ASSIGNMENT:
Each line of the material below that holds the word "display" needs to be copied.

*** Begin section ***

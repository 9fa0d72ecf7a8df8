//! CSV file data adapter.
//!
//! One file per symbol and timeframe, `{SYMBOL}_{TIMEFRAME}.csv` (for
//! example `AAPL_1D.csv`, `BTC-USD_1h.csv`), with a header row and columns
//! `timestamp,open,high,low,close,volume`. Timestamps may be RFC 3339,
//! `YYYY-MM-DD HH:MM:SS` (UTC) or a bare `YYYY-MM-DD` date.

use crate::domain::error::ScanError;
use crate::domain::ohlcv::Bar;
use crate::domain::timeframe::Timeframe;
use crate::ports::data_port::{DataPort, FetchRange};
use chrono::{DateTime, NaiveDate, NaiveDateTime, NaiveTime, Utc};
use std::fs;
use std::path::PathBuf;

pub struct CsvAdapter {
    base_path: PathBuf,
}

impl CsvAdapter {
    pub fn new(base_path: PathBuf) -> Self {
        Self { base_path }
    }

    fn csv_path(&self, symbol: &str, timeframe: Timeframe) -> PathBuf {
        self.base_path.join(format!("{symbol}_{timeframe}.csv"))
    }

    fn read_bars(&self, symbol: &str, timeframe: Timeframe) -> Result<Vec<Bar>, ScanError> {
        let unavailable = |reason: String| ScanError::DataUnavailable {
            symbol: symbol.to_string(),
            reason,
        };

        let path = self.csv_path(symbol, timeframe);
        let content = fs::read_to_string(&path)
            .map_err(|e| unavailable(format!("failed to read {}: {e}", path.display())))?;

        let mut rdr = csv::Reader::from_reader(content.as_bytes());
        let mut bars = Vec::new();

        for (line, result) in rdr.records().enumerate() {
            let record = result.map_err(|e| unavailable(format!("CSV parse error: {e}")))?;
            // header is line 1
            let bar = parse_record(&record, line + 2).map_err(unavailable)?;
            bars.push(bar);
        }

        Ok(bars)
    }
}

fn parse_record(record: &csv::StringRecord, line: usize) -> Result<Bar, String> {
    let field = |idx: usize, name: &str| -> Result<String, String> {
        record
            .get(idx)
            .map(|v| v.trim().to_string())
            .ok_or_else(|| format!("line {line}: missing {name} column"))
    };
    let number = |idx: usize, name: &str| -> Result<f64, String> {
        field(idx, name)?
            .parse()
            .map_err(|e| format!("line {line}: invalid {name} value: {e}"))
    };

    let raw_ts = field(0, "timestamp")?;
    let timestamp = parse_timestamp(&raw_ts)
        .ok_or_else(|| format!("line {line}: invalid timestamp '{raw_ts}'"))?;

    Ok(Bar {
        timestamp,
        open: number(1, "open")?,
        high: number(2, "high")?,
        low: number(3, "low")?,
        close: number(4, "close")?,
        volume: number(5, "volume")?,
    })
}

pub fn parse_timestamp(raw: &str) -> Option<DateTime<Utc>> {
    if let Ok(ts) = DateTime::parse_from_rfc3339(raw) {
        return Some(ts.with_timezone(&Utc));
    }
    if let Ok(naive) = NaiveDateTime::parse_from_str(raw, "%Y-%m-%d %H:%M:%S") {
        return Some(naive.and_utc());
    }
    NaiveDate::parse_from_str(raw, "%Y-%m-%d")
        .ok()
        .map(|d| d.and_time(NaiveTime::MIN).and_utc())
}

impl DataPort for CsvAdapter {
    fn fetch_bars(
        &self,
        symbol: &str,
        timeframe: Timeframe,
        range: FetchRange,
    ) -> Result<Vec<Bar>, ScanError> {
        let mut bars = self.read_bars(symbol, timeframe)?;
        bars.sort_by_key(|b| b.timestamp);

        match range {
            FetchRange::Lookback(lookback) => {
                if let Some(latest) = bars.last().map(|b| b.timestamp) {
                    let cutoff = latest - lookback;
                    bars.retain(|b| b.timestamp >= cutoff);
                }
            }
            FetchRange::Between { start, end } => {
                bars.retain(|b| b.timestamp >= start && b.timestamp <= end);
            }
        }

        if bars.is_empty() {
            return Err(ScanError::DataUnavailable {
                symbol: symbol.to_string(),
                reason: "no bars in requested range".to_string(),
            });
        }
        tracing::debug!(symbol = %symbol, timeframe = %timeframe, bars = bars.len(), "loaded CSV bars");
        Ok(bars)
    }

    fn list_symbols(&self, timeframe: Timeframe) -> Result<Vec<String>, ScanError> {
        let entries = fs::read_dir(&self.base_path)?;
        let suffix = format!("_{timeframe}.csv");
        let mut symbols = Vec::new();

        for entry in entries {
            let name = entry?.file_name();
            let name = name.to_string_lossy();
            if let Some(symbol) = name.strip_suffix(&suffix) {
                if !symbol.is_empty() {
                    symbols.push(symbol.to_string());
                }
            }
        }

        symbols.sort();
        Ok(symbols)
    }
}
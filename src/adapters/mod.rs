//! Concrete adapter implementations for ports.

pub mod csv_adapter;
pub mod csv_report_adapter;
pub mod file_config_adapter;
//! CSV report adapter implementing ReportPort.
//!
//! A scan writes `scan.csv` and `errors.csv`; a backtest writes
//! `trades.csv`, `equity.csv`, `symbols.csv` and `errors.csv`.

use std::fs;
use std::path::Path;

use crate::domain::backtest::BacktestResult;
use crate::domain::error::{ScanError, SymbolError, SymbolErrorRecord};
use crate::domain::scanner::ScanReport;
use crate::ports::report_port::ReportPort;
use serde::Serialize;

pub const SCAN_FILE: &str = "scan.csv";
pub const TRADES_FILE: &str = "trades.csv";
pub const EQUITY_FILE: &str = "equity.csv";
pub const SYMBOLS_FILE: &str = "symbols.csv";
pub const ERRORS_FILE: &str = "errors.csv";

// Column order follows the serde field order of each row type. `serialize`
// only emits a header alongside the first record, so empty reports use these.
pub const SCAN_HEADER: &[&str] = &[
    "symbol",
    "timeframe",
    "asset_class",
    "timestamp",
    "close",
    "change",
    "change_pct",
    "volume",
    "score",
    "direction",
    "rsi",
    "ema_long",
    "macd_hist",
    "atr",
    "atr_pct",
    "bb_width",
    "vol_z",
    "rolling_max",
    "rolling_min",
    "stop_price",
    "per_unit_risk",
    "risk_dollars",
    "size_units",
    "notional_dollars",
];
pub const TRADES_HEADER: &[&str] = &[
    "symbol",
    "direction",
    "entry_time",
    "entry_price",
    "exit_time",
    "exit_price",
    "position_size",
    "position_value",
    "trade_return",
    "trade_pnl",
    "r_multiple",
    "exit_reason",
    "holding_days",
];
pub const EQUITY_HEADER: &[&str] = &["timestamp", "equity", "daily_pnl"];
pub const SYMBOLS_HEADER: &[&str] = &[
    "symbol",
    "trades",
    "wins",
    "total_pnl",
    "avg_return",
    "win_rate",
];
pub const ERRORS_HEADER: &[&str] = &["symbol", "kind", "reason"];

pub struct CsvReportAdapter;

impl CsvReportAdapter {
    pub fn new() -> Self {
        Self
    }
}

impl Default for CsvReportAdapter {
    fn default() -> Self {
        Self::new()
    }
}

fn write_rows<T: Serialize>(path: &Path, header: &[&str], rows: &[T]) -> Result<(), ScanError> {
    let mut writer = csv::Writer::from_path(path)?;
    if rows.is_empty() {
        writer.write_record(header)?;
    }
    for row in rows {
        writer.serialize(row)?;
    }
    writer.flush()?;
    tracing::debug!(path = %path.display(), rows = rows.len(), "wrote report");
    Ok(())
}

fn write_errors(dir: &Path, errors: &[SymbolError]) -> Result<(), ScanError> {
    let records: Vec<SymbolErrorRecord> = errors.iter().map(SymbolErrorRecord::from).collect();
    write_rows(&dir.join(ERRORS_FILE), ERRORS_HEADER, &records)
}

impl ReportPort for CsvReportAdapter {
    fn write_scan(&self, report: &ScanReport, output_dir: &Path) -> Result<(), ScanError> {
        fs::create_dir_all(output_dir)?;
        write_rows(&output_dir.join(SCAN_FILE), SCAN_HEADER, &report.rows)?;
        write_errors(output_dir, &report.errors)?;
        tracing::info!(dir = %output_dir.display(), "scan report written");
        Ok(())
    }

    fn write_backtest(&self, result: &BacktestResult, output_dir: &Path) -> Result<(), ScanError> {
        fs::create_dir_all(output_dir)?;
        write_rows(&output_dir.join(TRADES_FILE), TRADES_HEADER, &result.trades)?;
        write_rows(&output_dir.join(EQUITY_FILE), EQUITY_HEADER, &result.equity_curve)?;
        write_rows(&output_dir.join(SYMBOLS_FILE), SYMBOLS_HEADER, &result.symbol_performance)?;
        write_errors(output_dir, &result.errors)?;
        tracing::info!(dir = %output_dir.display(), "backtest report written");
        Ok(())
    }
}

*** End section ***

ANSWER TO THIS EXERCISE:
            .map_err(|e| unavailable(format!("failed to read {}: {e}", path.display())))?;
    tracing::debug!(path = %path.display(), rows = rows.len(), "wrote report");
        tracing::info!(dir = %output_dir.display(), "scan report written");
        tracing::info!(dir = %output_dir.display(), "backtest report written");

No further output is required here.